From the line with "time has passed" to the line with "#[cfg(test)]", retype every line exactly, including those two, and leave out the rest of the data below.

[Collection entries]
-=-=-
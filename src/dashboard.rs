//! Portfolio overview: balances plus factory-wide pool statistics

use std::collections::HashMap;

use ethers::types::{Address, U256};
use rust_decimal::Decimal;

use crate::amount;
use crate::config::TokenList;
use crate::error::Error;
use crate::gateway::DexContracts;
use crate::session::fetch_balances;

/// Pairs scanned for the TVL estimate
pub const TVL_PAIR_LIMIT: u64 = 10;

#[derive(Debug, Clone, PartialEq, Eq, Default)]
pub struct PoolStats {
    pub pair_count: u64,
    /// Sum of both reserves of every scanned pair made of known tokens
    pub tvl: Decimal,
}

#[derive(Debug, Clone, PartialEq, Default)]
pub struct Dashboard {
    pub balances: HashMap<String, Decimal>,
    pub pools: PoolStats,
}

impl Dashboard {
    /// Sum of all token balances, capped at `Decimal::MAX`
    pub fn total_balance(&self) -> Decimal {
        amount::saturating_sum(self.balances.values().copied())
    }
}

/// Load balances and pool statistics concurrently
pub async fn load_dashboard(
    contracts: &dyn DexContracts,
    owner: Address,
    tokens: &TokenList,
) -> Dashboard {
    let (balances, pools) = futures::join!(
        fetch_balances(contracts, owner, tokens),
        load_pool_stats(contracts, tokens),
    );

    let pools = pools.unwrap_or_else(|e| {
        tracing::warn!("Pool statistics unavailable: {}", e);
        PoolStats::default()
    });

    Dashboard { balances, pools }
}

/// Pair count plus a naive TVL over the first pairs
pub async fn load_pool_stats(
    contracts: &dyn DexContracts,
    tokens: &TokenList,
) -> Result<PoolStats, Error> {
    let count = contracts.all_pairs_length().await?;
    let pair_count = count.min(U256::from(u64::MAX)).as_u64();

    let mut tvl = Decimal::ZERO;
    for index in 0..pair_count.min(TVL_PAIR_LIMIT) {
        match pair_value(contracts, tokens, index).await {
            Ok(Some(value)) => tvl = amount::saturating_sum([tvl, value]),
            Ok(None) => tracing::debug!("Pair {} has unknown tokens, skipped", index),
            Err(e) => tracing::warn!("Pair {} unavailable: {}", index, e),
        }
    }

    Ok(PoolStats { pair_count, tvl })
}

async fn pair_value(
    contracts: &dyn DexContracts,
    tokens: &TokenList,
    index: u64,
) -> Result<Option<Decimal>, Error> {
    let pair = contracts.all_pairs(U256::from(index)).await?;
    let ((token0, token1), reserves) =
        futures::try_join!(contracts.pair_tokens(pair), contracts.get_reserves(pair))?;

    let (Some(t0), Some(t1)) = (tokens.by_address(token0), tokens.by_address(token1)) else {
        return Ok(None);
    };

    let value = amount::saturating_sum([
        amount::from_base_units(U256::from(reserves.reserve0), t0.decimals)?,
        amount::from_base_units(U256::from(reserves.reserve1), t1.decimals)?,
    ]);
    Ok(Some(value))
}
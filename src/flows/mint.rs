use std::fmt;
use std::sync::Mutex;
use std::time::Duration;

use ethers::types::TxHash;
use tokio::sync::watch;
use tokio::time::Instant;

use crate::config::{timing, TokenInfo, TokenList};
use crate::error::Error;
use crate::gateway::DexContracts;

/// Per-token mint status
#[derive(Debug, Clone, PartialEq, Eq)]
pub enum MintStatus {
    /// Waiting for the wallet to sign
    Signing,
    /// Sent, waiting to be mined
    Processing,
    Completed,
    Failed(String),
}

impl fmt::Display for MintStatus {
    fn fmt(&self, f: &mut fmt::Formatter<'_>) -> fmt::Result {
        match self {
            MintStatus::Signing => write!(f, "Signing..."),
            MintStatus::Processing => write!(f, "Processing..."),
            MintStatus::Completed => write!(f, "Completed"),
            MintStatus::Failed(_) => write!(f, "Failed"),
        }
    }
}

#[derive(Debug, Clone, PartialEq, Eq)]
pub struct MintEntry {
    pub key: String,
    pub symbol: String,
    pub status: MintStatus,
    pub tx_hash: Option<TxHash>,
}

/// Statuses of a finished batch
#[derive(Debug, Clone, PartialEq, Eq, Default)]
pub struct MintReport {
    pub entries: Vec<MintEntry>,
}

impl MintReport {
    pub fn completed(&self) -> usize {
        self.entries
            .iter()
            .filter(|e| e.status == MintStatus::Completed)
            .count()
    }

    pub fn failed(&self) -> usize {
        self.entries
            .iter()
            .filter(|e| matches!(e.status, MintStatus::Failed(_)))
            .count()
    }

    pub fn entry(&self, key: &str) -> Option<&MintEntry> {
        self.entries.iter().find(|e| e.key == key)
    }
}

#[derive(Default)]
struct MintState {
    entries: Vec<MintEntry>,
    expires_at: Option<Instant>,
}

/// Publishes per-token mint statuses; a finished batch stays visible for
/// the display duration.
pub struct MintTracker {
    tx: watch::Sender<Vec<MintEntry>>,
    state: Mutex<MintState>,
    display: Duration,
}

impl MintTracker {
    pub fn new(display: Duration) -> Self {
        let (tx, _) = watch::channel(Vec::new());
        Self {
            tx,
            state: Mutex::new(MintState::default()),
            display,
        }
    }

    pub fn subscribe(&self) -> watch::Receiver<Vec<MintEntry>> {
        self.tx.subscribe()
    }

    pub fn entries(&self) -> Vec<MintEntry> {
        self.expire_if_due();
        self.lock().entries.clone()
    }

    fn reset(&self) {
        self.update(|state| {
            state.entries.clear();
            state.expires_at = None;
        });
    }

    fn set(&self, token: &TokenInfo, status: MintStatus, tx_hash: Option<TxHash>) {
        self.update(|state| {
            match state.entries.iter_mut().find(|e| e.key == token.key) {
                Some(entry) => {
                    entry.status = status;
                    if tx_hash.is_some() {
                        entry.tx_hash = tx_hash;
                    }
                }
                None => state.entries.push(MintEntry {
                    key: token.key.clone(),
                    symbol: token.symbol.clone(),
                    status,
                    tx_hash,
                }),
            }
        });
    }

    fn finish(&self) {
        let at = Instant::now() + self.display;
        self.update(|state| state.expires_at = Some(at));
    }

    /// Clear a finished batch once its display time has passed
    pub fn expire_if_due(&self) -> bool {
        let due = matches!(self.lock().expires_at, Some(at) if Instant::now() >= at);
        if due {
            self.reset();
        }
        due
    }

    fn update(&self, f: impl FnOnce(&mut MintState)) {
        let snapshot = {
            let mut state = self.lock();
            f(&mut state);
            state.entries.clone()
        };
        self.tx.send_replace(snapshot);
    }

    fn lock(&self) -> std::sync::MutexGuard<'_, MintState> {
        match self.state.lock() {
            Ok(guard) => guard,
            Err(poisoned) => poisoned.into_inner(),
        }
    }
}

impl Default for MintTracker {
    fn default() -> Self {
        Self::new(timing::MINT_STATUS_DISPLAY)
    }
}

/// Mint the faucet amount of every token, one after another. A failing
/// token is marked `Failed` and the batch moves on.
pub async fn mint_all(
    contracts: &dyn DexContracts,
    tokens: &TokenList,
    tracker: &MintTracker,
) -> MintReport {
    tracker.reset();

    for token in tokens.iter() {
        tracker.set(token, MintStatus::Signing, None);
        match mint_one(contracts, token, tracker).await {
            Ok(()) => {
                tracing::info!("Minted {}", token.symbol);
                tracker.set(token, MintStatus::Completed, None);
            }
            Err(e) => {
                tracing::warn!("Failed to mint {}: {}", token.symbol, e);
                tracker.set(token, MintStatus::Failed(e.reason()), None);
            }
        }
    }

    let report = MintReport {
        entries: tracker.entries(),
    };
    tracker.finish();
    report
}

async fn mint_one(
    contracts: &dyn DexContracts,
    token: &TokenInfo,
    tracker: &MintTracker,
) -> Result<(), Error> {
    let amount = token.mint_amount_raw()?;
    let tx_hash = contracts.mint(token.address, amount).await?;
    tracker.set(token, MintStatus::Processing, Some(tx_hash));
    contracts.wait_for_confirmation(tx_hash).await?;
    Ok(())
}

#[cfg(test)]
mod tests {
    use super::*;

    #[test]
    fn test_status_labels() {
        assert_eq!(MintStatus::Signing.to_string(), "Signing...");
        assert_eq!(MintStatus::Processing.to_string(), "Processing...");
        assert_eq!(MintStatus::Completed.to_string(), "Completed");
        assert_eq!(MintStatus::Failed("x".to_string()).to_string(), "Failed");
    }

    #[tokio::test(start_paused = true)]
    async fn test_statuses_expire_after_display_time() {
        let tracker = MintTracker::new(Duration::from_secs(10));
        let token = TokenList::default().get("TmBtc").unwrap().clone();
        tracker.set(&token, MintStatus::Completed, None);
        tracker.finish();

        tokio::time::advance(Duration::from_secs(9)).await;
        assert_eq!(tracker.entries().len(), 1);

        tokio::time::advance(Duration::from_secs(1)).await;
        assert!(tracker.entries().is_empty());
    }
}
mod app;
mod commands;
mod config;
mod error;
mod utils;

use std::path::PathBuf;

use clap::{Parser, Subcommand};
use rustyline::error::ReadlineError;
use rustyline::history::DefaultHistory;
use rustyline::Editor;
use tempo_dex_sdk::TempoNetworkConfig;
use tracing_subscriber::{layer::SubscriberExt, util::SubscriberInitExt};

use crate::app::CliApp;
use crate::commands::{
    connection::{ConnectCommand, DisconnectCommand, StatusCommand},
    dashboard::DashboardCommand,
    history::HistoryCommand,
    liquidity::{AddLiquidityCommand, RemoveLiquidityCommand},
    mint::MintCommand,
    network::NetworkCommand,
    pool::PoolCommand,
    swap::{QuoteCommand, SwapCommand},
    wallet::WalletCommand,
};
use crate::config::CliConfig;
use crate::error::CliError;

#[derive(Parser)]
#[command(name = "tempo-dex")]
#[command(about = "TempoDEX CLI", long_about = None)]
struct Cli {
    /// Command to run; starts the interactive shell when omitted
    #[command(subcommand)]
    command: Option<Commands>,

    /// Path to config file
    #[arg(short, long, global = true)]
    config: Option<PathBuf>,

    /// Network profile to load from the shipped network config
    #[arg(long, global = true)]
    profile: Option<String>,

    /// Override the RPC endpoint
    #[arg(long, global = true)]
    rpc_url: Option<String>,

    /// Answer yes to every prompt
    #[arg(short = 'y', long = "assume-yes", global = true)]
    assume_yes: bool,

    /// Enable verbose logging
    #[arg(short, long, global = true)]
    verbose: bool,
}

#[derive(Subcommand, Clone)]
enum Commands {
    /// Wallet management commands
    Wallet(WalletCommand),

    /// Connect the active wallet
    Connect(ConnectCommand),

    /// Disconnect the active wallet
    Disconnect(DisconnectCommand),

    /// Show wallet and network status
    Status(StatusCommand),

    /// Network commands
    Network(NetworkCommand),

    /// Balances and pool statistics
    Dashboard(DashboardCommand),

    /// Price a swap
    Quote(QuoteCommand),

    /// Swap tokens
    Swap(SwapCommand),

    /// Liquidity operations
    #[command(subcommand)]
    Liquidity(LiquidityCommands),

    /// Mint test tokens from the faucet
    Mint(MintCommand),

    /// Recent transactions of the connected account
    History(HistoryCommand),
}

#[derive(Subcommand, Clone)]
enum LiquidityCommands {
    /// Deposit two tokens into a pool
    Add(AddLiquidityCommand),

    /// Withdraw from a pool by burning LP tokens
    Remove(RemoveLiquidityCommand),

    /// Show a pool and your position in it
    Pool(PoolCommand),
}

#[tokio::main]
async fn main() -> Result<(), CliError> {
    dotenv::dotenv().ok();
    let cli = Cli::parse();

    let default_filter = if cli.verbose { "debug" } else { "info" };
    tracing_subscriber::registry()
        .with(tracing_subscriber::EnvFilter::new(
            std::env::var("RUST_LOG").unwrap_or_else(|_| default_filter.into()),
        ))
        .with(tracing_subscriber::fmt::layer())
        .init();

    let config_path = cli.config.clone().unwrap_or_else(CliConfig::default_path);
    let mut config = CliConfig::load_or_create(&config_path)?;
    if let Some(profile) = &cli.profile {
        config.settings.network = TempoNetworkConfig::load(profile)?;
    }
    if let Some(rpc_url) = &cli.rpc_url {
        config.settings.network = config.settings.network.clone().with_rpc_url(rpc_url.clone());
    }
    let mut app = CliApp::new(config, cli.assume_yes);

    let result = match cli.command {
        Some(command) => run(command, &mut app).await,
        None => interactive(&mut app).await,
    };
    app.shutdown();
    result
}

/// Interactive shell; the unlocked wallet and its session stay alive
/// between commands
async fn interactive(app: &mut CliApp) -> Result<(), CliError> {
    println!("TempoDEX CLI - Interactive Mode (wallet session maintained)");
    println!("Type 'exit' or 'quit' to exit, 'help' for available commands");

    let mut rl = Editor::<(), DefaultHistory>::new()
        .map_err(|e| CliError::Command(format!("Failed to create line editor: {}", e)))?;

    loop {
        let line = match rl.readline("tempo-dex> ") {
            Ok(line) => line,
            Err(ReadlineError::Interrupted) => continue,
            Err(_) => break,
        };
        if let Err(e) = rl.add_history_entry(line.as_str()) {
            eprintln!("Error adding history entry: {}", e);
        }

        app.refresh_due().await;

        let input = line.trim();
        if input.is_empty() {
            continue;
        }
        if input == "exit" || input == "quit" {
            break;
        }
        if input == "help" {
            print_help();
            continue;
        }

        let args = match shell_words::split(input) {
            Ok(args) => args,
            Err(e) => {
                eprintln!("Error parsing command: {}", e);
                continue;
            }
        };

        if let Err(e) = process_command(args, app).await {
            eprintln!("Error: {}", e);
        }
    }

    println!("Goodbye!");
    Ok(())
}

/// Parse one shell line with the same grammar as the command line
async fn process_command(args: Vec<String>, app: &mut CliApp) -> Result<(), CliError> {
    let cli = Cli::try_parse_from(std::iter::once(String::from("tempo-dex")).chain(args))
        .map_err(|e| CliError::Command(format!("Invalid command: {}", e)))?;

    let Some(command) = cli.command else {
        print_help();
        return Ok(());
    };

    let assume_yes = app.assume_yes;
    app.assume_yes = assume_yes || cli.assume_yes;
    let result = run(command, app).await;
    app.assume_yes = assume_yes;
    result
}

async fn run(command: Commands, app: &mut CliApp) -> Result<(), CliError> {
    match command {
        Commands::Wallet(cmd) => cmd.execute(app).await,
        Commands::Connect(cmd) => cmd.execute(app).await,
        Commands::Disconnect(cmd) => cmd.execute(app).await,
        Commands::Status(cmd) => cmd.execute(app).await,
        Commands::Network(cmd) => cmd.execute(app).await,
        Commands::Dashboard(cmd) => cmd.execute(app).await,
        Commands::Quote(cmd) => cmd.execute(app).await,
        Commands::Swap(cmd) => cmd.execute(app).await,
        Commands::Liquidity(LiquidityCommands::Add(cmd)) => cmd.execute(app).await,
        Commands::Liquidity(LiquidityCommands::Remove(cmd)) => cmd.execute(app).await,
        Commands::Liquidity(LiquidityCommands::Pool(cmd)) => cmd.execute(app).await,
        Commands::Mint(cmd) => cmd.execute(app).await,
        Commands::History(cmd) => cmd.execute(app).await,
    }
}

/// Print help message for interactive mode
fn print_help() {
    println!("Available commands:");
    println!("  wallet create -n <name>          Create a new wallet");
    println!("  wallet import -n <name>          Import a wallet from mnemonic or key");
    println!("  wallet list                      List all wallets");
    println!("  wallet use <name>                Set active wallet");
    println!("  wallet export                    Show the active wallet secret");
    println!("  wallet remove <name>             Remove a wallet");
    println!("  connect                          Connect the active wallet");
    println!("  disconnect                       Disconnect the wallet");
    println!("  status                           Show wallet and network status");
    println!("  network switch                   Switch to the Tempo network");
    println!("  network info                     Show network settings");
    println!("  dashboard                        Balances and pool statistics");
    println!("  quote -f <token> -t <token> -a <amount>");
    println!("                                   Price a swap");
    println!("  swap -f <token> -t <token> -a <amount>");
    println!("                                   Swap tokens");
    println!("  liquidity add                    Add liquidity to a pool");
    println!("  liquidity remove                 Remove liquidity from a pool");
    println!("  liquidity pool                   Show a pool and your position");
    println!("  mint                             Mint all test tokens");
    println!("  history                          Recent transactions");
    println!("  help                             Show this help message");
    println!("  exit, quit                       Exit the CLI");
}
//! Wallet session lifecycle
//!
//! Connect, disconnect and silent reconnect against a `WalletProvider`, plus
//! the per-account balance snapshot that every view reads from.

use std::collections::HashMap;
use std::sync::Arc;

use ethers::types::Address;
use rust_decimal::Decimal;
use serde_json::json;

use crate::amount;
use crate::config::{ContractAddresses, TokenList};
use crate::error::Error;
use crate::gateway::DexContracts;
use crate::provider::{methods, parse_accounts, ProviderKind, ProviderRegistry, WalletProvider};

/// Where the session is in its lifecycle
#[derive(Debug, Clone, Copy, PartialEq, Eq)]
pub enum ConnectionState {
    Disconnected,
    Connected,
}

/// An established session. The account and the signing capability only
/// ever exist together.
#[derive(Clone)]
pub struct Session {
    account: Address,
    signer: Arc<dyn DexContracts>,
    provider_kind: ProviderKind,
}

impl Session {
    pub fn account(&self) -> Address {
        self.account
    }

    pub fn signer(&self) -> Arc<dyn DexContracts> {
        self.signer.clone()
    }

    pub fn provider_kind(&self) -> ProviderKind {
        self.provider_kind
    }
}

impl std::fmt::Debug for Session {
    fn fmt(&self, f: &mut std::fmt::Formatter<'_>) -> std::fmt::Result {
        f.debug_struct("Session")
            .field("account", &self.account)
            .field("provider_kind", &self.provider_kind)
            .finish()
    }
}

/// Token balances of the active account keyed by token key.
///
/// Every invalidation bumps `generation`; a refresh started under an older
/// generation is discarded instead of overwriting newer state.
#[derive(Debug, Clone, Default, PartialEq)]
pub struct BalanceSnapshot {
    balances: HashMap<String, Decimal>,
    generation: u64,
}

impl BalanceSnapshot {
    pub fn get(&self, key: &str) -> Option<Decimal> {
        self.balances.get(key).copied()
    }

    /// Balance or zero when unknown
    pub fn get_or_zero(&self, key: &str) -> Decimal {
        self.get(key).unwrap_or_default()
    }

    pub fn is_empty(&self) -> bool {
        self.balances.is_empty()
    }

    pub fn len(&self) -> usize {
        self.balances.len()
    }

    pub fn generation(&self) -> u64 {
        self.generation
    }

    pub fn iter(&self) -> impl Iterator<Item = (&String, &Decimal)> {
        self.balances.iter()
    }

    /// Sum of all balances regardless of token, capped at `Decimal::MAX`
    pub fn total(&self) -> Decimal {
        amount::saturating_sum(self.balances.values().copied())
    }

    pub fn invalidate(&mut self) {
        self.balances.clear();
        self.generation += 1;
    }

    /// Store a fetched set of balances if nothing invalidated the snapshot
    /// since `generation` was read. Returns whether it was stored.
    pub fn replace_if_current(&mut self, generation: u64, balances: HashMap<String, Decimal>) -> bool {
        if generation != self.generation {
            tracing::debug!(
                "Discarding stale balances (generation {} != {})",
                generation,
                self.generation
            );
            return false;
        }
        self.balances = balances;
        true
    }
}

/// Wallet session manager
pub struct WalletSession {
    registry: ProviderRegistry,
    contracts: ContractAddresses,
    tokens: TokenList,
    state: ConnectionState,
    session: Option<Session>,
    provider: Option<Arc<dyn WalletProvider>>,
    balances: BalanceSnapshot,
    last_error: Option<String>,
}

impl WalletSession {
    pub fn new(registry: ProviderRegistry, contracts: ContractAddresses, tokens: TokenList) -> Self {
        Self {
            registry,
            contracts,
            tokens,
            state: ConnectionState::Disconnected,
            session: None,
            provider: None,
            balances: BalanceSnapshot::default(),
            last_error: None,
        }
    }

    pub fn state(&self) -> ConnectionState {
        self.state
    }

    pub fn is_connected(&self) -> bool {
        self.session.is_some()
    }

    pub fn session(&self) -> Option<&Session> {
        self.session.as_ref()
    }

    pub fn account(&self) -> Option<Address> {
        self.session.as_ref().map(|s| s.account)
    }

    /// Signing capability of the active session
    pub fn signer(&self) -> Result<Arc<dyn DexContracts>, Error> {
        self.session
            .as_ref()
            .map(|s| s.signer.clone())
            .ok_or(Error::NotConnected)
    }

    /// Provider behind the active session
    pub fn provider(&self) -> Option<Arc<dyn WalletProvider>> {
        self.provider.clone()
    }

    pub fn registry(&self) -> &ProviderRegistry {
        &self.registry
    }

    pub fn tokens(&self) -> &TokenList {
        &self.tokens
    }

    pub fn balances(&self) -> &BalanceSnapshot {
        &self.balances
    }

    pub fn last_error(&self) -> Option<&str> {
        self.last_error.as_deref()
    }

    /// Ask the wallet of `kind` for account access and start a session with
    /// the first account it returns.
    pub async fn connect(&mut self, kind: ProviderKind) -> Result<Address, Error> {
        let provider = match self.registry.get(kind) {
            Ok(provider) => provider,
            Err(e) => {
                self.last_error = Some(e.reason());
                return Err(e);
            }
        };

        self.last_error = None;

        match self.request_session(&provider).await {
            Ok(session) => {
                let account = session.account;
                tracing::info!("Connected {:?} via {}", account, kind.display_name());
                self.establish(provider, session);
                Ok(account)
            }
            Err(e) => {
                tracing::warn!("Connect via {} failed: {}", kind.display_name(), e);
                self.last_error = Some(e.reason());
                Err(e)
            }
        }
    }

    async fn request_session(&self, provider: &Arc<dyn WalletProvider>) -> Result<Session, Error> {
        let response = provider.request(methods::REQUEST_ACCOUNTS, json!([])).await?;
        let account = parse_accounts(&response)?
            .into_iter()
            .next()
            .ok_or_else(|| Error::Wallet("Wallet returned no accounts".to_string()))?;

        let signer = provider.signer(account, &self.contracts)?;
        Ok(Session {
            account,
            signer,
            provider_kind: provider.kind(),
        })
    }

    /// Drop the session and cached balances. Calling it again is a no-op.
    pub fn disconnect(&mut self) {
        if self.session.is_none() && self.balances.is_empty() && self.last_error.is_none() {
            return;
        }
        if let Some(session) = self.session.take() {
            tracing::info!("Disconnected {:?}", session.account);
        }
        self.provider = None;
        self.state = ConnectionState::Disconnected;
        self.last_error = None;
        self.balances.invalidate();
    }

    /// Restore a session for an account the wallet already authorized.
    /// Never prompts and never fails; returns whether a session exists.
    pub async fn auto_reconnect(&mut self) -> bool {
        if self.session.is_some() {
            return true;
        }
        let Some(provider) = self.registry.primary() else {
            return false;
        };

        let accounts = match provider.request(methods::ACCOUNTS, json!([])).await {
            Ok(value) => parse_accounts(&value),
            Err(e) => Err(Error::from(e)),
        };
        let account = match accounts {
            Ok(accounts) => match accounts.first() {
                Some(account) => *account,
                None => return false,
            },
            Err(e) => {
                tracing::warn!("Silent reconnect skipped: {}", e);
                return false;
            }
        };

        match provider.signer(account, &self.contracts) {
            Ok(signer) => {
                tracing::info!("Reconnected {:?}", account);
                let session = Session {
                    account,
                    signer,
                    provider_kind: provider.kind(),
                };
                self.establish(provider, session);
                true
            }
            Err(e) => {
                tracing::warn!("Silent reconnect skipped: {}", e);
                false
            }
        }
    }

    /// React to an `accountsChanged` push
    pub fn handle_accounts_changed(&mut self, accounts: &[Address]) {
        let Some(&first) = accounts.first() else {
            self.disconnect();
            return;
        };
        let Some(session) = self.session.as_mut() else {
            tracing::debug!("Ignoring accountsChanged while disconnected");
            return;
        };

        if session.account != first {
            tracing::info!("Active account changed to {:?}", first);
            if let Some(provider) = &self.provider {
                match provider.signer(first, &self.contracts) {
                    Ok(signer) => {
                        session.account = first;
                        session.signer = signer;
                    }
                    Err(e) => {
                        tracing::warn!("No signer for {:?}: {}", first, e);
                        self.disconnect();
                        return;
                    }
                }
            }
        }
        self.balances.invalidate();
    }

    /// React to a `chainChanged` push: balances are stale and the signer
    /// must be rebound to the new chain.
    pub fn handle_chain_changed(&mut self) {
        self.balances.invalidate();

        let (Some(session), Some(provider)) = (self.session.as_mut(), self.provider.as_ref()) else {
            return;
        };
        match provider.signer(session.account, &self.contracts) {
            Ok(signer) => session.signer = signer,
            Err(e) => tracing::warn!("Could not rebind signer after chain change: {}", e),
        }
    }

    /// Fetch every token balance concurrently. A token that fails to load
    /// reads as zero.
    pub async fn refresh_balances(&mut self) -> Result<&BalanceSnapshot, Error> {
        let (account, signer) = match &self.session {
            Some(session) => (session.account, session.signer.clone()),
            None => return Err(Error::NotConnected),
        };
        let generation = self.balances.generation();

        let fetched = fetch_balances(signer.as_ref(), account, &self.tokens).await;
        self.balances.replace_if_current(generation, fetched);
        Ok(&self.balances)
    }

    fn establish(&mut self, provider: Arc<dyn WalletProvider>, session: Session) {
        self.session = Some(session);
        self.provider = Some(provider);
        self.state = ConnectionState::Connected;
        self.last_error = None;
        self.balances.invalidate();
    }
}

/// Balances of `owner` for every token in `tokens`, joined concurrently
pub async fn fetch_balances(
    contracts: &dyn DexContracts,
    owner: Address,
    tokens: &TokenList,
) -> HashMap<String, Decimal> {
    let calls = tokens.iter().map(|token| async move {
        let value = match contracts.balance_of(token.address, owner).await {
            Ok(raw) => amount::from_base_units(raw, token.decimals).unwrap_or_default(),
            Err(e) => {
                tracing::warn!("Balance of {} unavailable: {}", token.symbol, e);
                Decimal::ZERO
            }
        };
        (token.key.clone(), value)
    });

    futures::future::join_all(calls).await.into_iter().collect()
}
-=-=-
Result of the task
    /// Clear a finished batch once its display time has passed
    pub fn expire_if_due(&self) -> bool {
        let due = matches!(self.lock().expires_at, Some(at) if Instant::now() >= at);
        if due {
            self.reset();
        }
        due
    }

    fn update(&self, f: impl FnOnce(&mut MintState)) {
        let snapshot = {
            let mut state = self.lock();
            f(&mut state);
            state.entries.clone()
        };
        self.tx.send_replace(snapshot);
    }

    fn lock(&self) -> std::sync::MutexGuard<'_, MintState> {
        match self.state.lock() {
            Ok(guard) => guard,
            Err(poisoned) => poisoned.into_inner(),
        }
    }
}

impl Default for MintTracker {
    fn default() -> Self {
        Self::new(timing::MINT_STATUS_DISPLAY)
    }
}

/// Mint the faucet amount of every token, one after another. A failing
/// token is marked `Failed` and the batch moves on.
pub async fn mint_all(
    contracts: &dyn DexContracts,
    tokens: &TokenList,
    tracker: &MintTracker,
) -> MintReport {
    tracker.reset();

    for token in tokens.iter() {
        tracker.set(token, MintStatus::Signing, None);
        match mint_one(contracts, token, tracker).await {
            Ok(()) => {
                tracing::info!("Minted {}", token.symbol);
                tracker.set(token, MintStatus::Completed, None);
            }
            Err(e) => {
                tracing::warn!("Failed to mint {}: {}", token.symbol, e);
                tracker.set(token, MintStatus::Failed(e.reason()), None);
            }
        }
    }

    let report = MintReport {
        entries: tracker.entries(),
    };
    tracker.finish();
    report
}

async fn mint_one(
    contracts: &dyn DexContracts,
    token: &TokenInfo,
    tracker: &MintTracker,
) -> Result<(), Error> {
    let amount = token.mint_amount_raw()?;
    let tx_hash = contracts.mint(token.address, amount).await?;
    tracker.set(token, MintStatus::Processing, Some(tx_hash));
    contracts.wait_for_confirmation(tx_hash).await?;
    Ok(())
}

#[cfg(test)]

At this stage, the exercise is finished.